Даже мне ясно, что догматических изменений и соединений встреча не обещает. Для такого все-таки существуют Вселенские соборы. Для христиан есть, безусловно, практическая часть. Сейчас церковное общение католиков и православных сильно ограничено. Они не могут вместе молиться, не могут вместе прочесть Символ веры, не могут вместе причащаться, даже крещение церкви не очень-то взаимно признают, иногда предлагают перекрещиваться.

А перед таинством венчания (в случае межконфессионального брака) моему другу-католику предложили поставить подпись под догматом о непогрешимости папы (не только в РПЦ такие жестоковыйные и упертые, а и в католичестве тоже). То ли дело во времена СССР!

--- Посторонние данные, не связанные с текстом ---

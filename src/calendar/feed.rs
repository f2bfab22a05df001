// ==========================================
// Machine Shop APS - Holiday Feed
// ==========================================
// External holiday data source behind an async trait. The work
// calendar consumes the feed once at load time; failures fall back
// to the static table and never block scheduling.
// ==========================================

use crate::calendar::holiday::{fallback_holidays, HolidayInfo};
use crate::config::HolidayFeedConfig;
use async_trait::async_trait;
use chrono::{DateTime, FixedOffset, NaiveDate};
use serde::Deserialize;
use thiserror::Error;
use tracing::debug;

// ==========================================
// Errors
// ==========================================

/// Feed-path errors. All of them are recovered by substituting the
/// static fallback table; none surfaces to the scheduler.
#[derive(Error, Debug)]
pub enum CalendarError {
    #[error("holiday feed unavailable: {0}")]
    FeedUnavailable(String),

    #[error("holiday feed returned a malformed payload: {0}")]
    MalformedFeed(String),

    #[error(transparent)]
    Http(#[from] reqwest::Error),
}

// ==========================================
// HolidayFeed trait
// ==========================================

/// A source of holiday entries for a date range.
#[async_trait]
pub trait HolidayFeed: Send + Sync {
    /// Fetch holiday entries with dates in [start, end].
    async fn fetch_holidays(
        &self,
        start: NaiveDate,
        end: NaiveDate,
    ) -> Result<Vec<HolidayInfo>, CalendarError>;
}

// ==========================================
// StaticHolidayFeed - built-in table
// ==========================================

/// Serves the built-in fallback table. Also useful as a fully
/// deterministic feed in tests.
pub struct StaticHolidayFeed;

#[async_trait]
impl HolidayFeed for StaticHolidayFeed {
    async fn fetch_holidays(
        &self,
        start: NaiveDate,
        end: NaiveDate,
    ) -> Result<Vec<HolidayInfo>, CalendarError> {
        Ok(fallback_holidays()
            .into_iter()
            .filter(|h| h.date >= start && h.date <= end)
            .collect())
    }
}

// ==========================================
// GoogleCalendarFeed - public holiday calendars
// ==========================================

/// Queries the configured public Google calendars (Jewish holidays +
/// Israel civil holidays) and classifies events into holiday flags.
pub struct GoogleCalendarFeed {
    client: reqwest::Client,
    config: HolidayFeedConfig,
}

#[derive(Debug, Deserialize)]
struct EventsResponse {
    #[serde(default)]
    items: Vec<CalendarEvent>,
}

#[derive(Debug, Deserialize)]
struct CalendarEvent {
    summary: Option<String>,
    start: Option<EventStart>,
}

#[derive(Debug, Deserialize)]
struct EventStart {
    /// All-day events carry a plain date.
    date: Option<NaiveDate>,
    /// Timed events carry an RFC3339 timestamp.
    #[serde(rename = "dateTime")]
    date_time: Option<DateTime<FixedOffset>>,
}

impl GoogleCalendarFeed {
    pub fn new(config: HolidayFeedConfig) -> Self {
        Self {
            client: reqwest::Client::new(),
            config,
        }
    }

    /// Classify one feed event into a holiday entry.
    ///
    /// # Rules
    /// 1. summary contains "erev" (case-insensitive) -> eve, half day
    /// 2. all-day event, not an eve -> full day
    /// 3. otherwise -> half day only when it is an eve
    fn classify(event: &CalendarEvent) -> Option<HolidayInfo> {
        let start = event.start.as_ref()?;
        let (date, all_day) = match (start.date, &start.date_time) {
            (Some(d), _) => (d, true),
            (None, Some(dt)) => (dt.date_naive(), false),
            (None, None) => return None,
        };

        let name = event.summary.clone().unwrap_or_default();
        let is_eve = name.to_lowercase().contains("erev");
        let is_full_day = all_day && !is_eve;
        let is_half_day = is_eve && !is_full_day;

        Some(HolidayInfo {
            date,
            name,
            is_eve,
            is_full_day,
            is_half_day,
        })
    }

    /// Merge entries from several calendars, one entry per date.
    /// A full-day entry replaces a previously seen non-full entry.
    fn deduplicate(entries: Vec<HolidayInfo>) -> Vec<HolidayInfo> {
        let mut unique: Vec<HolidayInfo> = Vec::new();
        for entry in entries {
            match unique.iter_mut().find(|h| h.date == entry.date) {
                None => unique.push(entry),
                Some(existing) => {
                    if !existing.is_full_day && entry.is_full_day {
                        *existing = entry;
                    }
                }
            }
        }
        unique.sort_by_key(|h| h.date);
        unique
    }

    async fn fetch_calendar(
        &self,
        calendar_id: &str,
        start: NaiveDate,
        end: NaiveDate,
    ) -> Result<Vec<HolidayInfo>, CalendarError> {
        let url = format!(
            "https://www.googleapis.com/calendar/v3/calendars/{}/events",
            urlencode(calendar_id)
        );

        let response = self
            .client
            .get(&url)
            .query(&[
                ("key", self.config.api_key.as_str()),
                ("timeMin", &format!("{}T00:00:00Z", start)),
                ("timeMax", &format!("{}T23:59:59Z", end)),
                ("singleEvents", "true"),
                ("orderBy", "startTime"),
            ])
            .send()
            .await?
            .error_for_status()
            .map_err(|e| CalendarError::FeedUnavailable(e.to_string()))?;

        let payload: EventsResponse = response
            .json()
            .await
            .map_err(|e| CalendarError::MalformedFeed(e.to_string()))?;

        debug!(
            calendar_id,
            events = payload.items.len(),
            "holiday calendar fetched"
        );

        Ok(payload.items.iter().filter_map(Self::classify).collect())
    }
}

#[async_trait]
impl HolidayFeed for GoogleCalendarFeed {
    async fn fetch_holidays(
        &self,
        start: NaiveDate,
        end: NaiveDate,
    ) -> Result<Vec<HolidayInfo>, CalendarError> {
        let mut entries = Vec::new();
        for calendar_id in [
            self.config.holiday_calendar_id.as_str(),
            self.config.civil_calendar_id.as_str(),
        ] {
            entries.extend(self.fetch_calendar(calendar_id, start, end).await?);
        }
        Ok(Self::deduplicate(entries))
    }
}

/// Percent-encode a calendar id for use in the request path.
fn urlencode(raw: &str) -> String {
    let mut encoded = String::with_capacity(raw.len());
    for byte in raw.bytes() {
        match byte {
            b'A'..=b'Z' | b'a'..=b'z' | b'0'..=b'9' | b'-' | b'.' | b'_' | b'~' => {
                encoded.push(byte as char)
            }
            _ => encoded.push_str(&format!("%{:02X}", byte)),
        }
    }
    encoded
}
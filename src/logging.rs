// ==========================================
// Logging initialization
// ==========================================
// tracing + tracing-subscriber, level filter from the environment.
// ==========================================

use tracing_subscriber::{fmt, EnvFilter};

/// Initialize the logging system.
///
/// # Environment
/// - RUST_LOG: level filter (default: info)
///   e.g. RUST_LOG=debug or RUST_LOG=machine_shop_aps=trace
///
/// # Example
/// ```no_run
/// use machine_shop_aps::logging;
/// logging::init();
/// ```
pub fn init() {
    let filter = EnvFilter::try_from_default_env().unwrap_or_else(|_| EnvFilter::new("info"));

    fmt()
        .with_env_filter(filter)
        .with_target(true)
        .with_thread_ids(false)
        .with_line_number(true)
        .init();
}

/// Initialize logging for tests.
///
/// More verbose level, writer routed through the test harness.
pub fn init_test() {
    let _ = fmt()
        .with_env_filter(EnvFilter::new("debug"))
        .with_test_writer()
        .try_init();
}
// ==========================================
// Machine Shop APS - Calendar Projection
// ==========================================
// Per-machine day grids over a date window: which operations occupy
// each day, which days are weekends, holidays or half days. Purely
// derived from a schedule and the working calendar; nothing here
// feeds back into placement.
// ==========================================

use crate::calendar::WorkCalendar;
use crate::domain::{MachineSchedule, ScheduledOperation};
use chrono::NaiveDate;
use std::collections::BTreeMap;
use std::sync::Arc;

// ==========================================
// View types
// ==========================================

/// One day cell of a machine calendar.
#[derive(Debug, Clone, PartialEq)]
pub struct CalendarDay {
    pub date: NaiveDate,
    pub is_weekend: bool,
    pub is_holiday: bool,
    pub is_half_day: bool,
    /// Operations occupying this day on the calendar's machine.
    pub operations: Vec<ScheduledOperation>,
}

/// Day grid of a single machine over the projection window.
#[derive(Debug, Clone, PartialEq)]
pub struct MachineCalendar {
    pub machine_id: i64,
    pub machine_name: String,
    pub days: Vec<CalendarDay>,
}

// ==========================================
// CalendarProjector
// ==========================================

pub struct CalendarProjector {
    calendar: Arc<WorkCalendar>,
}

impl CalendarProjector {
    pub fn new(calendar: Arc<WorkCalendar>) -> Self {
        Self { calendar }
    }

    /// Day grid for one machine over `[start, end]` inclusive. An
    /// operation occupies every calendar day its `[start, end]` span
    /// touches, non-working days included.
    pub fn build_machine_calendar(
        &self,
        schedule: &MachineSchedule,
        start: NaiveDate,
        end: NaiveDate,
    ) -> MachineCalendar {
        let days = self
            .window(start, end)
            .map(|date| {
                let operations: Vec<ScheduledOperation> = schedule
                    .operations
                    .iter()
                    .filter(|op| date >= op.start.date() && date <= op.end.date())
                    .cloned()
                    .collect();
                self.day_cell(date, operations)
            })
            .collect();

        MachineCalendar {
            machine_id: schedule.machine_id,
            machine_name: schedule.machine_name.clone(),
            days,
        }
    }

    /// One grid per machine, same window for all.
    pub fn build_all(
        &self,
        schedules: &[MachineSchedule],
        start: NaiveDate,
        end: NaiveDate,
    ) -> Vec<MachineCalendar> {
        schedules
            .iter()
            .map(|s| self.build_machine_calendar(s, start, end))
            .collect()
    }

    /// Collapse several machine grids (same window) into one combined
    /// grid carrying the union of operations per day. The "all
    /// machines" view.
    pub fn merge_calendars(&self, calendars: &[MachineCalendar]) -> Vec<CalendarDay> {
        let Some(first) = calendars.first() else {
            return Vec::new();
        };

        first
            .days
            .iter()
            .enumerate()
            .map(|(idx, day)| {
                let mut merged = day.clone();
                for other in &calendars[1..] {
                    if let Some(other_day) = other.days.get(idx) {
                        merged.operations.extend(other_day.operations.iter().cloned());
                    }
                }
                merged
            })
            .collect()
    }

    /// Bucket a day grid by month, keyed "YYYY-MM". BTreeMap keeps
    /// the months in chronological order.
    pub fn group_by_month(days: &[CalendarDay]) -> BTreeMap<String, Vec<CalendarDay>> {
        let mut months: BTreeMap<String, Vec<CalendarDay>> = BTreeMap::new();
        for day in days {
            months
                .entry(day.date.format("%Y-%m").to_string())
                .or_default()
                .push(day.clone());
        }
        months
    }

    fn day_cell(&self, date: NaiveDate, operations: Vec<ScheduledOperation>) -> CalendarDay {
        let holiday = self.calendar.holiday(date);
        CalendarDay {
            date,
            is_weekend: self.calendar.is_weekend(date),
            is_holiday: holiday.map(|h| h.is_full_day).unwrap_or(false),
            is_half_day: self.calendar.is_half_working_day(date),
            operations,
        }
    }

    fn window(&self, start: NaiveDate, end: NaiveDate) -> impl Iterator<Item = NaiveDate> {
        start.iter_days().take_while(move |d| *d <= end)
    }
}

Ирония в том, что во времена СССР было возможно самое широкое общение христиан разных конфессий. Все это допускалось католическими и православными иерархами.

Давление существовало со стороны государства, но не со стороны церквей. Это было плохое, но хорошее время для верующих, как в общем-то и все в СССР... Так же как это было плохое, но хорошее время для творческих людей.

Лучше всего это положение дел отражено в формуле «как хорошо мы плохо жили».

Церковь — для старушек (доживающих свой век). Таков был главный советский догмат. Старушек советская власть жалела. Зато над не-старушками она простирала мощную идеологическую длань. Проповедь среди молодежи приравнивалась к антисоветской агитации.

Зато можно было вместе причащаться, зато православные ездили в Литву и там имели ничем не ограниченное молитвенное и литургическое общение. Зато к нам приезжали католики. Догматические разногласия никому не мешали, нигде не жали.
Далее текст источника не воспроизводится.